Work as a Calling part 1


Work as a Calling, Vocation and Ministry
John E. Shaffett
Work as a Calling, Vocation, and a Ministry
Eugene Peterson asserts that the phrase, ‘full-time Christian work’ is “one of the most offensive and soul damaging phrases in the Christian community.” R. Paul Stevens and Alvin Ung notes that this idea “drives a wedge of misunderstanding between the way we pray and the way we work, between the way we worship and the way we make a living” ( Taking your Soul to Work, viii.). Do all Christians have a calling, vocation, and ministry? Some Christians believe that only church-work is ministry; others, however, think that all Christians have a calling, a vocation, and a ministry. This idea has fallen on hard times. Is it time to resurrect this important concept? This paper explores the idea of calling, vocation, and ministry through the thinking of three authors: C.S. Lewis, Ben Witherington, and Leland Ryken.  
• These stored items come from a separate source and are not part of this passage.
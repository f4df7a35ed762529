//! Data layer: providers, ingest, Parquet cache, download orchestration.
//!
//! Everything here sits outside the simulation core. The simulator only
//! ever sees a validated [`crate::domain::PriceSeries`].

pub mod alpha_vantage;
pub mod cache;
pub mod circuit_breaker;
pub mod csv_import;
pub mod download;
pub mod ingest;
pub mod provider;

pub use alpha_vantage::{AlphaVantageProvider, OutputSize};
pub use cache::{
    coverage_end, hash_bars, last_weekday_on_or_before, CacheMeta, CacheStatus, CoverageResult,
    ParquetCache,
};
pub use circuit_breaker::{BreakerState, CircuitBreaker};
pub use csv_import::{read_price_csv, CsvProvider};
pub use download::{download_symbols, DownloadSummary};
pub use ingest::{ingest, IngestReport};
pub use provider::{DataProvider, DataSource, DownloadProgress, FetchResult, ProviderError, StdoutProgress};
            During world War II, C.S. Lewis delivered a sermon on the duties of the scholar. One of the issues it addresses is how can students pursue their studies at a time of war. Lewis responded to this question with another question: How can students pursue learning when people are dying daily and going to hell? This is a question I asked myself as a beginning college student. Lewis answers the earlier question by answering his own question. Lewis answers that “human life has always been lived on the edge of a precipice. Human culture has always had to exist under the shadow of something infinitely more important than itself. If men had postponed the search for knowledge and beauty until they were secure, the search would never have begun” (Learning in Wartime 49).
            In addition, Lewis told his audience that learning does not stop because of war. He had served in World War I. He remembered how the closer he got to the front line, the more people discussed great ideas and literature. He says the same thing occurs in Tolstoy’s great war novel, War and Peace. Lewis notes that we cannot “suspend” our “whole intellectual and aesthetic activity.” All we end up doing is “substituting a worse cultural life for a better.” Lewis makes the observation we are not “going to read nothing,” either in peace-time or war-time. In addition, Lewis observes, if we do not read good books, we will read bad ones instead. Lewis further observes that if we do not think “rationally,” we “will think irrationally (Learning 52).”
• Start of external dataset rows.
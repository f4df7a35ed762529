//! CSV import provider.
//!
//! Reads `{dir}/{SYMBOL}.csv` with a `date,open,high,low,close,volume` header.
//! Used offline, and when the HTTP provider is rate limited.

use super::provider::{retain_range, DataProvider, DataSource, FetchResult, ProviderError};
use crate::domain::PriceBar;
use chrono::NaiveDate;
use std::path::{Path, PathBuf};

pub struct CsvProvider {
    dir: PathBuf,
}

impl CsvProvider {
    pub fn new(dir: impl Into<PathBuf>) -> Self {
        Self { dir: dir.into() }
    }

    pub fn dir(&self) -> &Path {
        &self.dir
    }

    pub fn path_for(&self, symbol: &str) -> PathBuf {
        self.dir.join(format!("{symbol}.csv"))
    }
}

/// Read every row of a price CSV. Rows are returned in file order.
pub fn read_price_csv(path: &Path) -> Result<Vec<PriceBar>, ProviderError> {
    let mut reader = csv::ReaderBuilder::new()
        .trim(csv::Trim::All)
        .from_path(path)
        .map_err(|e| ProviderError::CsvError(format!("{}: {e}", path.display())))?;

    reader
        .deserialize::<PriceBar>()
        .enumerate()
        .map(|(i, row)| {
            // Header is line 1.
            row.map_err(|e| ProviderError::CsvError(format!("{} line {}: {e}", path.display(), i + 2)))
        })
        .collect()
}

impl DataProvider for CsvProvider {
    fn name(&self) -> &str {
        "csv"
    }

    fn source(&self) -> DataSource {
        DataSource::CsvImport
    }

    fn fetch(
        &self,
        symbol: &str,
        start: NaiveDate,
        end: NaiveDate,
    ) -> Result<FetchResult, ProviderError> {
        let path = self.path_for(symbol);
        if !path.is_file() {
            return Err(ProviderError::SymbolNotFound {
                symbol: symbol.to_string(),
            });
        }
        let mut bars = read_price_csv(&path)?;
        let total = bars.len();
        retain_range(&mut bars, start, end);
        tracing::debug!(symbol, path = %path.display(), total, kept = bars.len(), "read csv");

        Ok(FetchResult {
            symbol: symbol.to_string(),
            bars,
            source: DataSource::CsvImport,
        })
    }

    fn is_available(&self) -> bool {
        self.dir.is_dir()
    }
}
            You might ask what does this have to do with work as a calling. Lewis was speaking to students who were pursuing studies at a time of war. He tells these students that pursuing the life of a scholar is a calling. He agrees with Luther’s idea that everyone has a vocation or a calling from God.  He also stands against the idea of clergy having a higher calling than non-clergy. There is one body of Christ and God distributes to this one body different gifts and ministries. One gift is not better than another gift. Lewis asserts that “the work of Beethoven and the work of a charwoman becomes spiritual on precisely the same condition, that of being offered to God, of being done humbly to the Lord…. A man must dig to the glory of God and a cock must crow. We are members of one body, but differentiated members, each with his own vocation” (Learning 55-56).
            Lewis even gave his audience the reason why they must pursue their studies as a calling: “A man’s upbringing, his talents, his circumstances, is usually a tolerable index of his vocation.” Lewis told his audience that since they had been sent to Oxford University by their parents, and their country allowed them to stay there in a time of war, was good evidence that the life they should live is the “learned life” for the glory of God” (56).